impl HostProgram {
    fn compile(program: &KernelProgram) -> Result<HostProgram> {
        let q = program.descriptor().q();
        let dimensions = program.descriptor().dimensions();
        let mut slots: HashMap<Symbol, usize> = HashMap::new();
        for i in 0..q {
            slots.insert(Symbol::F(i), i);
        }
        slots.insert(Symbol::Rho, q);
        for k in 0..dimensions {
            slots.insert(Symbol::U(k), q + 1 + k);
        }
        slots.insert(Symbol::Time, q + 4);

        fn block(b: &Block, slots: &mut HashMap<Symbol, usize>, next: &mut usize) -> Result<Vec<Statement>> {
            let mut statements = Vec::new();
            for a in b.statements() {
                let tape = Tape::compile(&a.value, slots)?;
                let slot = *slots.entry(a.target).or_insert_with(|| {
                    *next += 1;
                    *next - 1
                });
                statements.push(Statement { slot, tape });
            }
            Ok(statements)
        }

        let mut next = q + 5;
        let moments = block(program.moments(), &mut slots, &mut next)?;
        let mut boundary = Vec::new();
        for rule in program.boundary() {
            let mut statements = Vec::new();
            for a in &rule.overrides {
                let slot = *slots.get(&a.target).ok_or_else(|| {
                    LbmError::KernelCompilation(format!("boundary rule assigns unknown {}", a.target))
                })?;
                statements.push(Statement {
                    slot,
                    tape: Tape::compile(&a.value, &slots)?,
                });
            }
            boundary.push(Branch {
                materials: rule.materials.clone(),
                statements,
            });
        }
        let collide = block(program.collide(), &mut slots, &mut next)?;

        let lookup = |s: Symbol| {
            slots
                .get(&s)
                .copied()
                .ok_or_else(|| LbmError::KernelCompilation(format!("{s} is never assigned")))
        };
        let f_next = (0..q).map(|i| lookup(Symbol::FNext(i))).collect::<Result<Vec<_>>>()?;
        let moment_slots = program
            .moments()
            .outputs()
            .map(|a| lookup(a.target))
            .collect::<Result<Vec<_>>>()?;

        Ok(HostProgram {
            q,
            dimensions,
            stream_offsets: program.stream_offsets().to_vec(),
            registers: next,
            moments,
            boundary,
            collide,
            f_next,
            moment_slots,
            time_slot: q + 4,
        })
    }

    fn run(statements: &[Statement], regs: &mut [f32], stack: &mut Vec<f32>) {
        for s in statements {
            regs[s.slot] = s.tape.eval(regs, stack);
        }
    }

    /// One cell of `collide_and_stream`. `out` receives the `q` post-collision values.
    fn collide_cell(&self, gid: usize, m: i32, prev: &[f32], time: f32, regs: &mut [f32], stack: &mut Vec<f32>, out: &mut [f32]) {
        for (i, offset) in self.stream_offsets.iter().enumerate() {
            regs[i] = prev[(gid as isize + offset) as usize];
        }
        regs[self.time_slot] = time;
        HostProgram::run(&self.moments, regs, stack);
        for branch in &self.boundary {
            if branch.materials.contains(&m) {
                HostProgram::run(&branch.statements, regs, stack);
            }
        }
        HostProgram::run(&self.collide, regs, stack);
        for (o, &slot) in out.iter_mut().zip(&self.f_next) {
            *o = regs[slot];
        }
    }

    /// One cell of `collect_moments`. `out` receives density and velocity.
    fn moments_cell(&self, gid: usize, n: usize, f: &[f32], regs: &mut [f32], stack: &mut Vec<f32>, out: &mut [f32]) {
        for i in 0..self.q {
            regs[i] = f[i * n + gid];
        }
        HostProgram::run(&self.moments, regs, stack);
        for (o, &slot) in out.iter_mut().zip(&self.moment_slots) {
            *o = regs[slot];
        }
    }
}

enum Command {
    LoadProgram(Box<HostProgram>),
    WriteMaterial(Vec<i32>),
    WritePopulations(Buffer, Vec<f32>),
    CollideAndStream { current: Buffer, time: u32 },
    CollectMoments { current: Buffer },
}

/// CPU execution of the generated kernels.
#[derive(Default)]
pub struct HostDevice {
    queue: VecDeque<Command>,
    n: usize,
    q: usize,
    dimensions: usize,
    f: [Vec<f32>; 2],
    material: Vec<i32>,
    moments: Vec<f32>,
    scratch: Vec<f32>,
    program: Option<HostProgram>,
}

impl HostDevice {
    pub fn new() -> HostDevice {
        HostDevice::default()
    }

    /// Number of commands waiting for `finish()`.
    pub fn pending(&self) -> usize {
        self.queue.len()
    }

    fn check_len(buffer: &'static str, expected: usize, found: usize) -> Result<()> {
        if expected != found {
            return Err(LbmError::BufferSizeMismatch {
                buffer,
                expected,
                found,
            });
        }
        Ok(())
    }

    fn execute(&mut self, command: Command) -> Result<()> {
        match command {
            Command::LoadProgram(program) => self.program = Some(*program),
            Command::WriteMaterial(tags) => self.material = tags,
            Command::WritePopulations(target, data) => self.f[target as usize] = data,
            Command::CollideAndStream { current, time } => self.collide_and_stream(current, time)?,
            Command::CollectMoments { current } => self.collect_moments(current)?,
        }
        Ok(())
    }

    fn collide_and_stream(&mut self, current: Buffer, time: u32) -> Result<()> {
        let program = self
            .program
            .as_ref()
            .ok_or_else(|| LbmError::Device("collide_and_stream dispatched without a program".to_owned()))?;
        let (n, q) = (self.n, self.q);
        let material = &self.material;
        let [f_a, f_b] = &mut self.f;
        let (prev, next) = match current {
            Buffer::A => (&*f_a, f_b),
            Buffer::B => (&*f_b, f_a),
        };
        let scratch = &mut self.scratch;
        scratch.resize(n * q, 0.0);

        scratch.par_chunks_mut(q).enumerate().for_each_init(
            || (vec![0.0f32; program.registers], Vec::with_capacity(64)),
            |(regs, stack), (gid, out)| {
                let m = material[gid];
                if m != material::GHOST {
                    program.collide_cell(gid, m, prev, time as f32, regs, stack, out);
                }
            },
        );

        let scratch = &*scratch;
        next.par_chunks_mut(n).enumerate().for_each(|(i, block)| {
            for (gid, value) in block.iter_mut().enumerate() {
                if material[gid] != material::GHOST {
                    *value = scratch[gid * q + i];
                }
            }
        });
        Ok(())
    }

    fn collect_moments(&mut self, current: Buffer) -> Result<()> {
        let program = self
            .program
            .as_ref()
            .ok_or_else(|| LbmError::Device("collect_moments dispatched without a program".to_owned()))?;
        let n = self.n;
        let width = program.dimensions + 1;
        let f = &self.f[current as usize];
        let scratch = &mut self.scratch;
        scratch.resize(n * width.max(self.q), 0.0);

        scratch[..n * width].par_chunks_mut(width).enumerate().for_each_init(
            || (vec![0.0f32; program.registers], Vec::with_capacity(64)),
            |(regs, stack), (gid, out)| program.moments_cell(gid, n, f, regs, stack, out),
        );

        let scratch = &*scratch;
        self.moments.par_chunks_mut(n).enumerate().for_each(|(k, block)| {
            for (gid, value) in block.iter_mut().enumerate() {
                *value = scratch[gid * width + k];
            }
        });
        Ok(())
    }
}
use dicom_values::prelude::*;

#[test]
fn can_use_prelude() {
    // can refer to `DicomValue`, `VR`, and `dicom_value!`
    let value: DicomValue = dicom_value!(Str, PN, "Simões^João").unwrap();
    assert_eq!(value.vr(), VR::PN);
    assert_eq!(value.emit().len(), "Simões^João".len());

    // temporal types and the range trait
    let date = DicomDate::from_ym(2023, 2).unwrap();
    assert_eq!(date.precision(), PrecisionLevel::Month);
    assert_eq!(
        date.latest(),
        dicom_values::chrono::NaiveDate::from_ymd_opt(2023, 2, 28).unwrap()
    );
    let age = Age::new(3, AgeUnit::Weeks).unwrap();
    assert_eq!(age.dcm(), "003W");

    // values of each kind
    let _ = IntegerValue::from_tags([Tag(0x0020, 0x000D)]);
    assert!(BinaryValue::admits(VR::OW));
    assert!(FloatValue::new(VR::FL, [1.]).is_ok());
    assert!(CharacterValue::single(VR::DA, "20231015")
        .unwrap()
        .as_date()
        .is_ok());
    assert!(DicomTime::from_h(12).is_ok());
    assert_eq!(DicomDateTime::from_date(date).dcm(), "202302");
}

* Exercise aim
For the listing above, identify each line bearing "queue".

* Result
    queue: VecDeque<Command>,
        self.queue.len()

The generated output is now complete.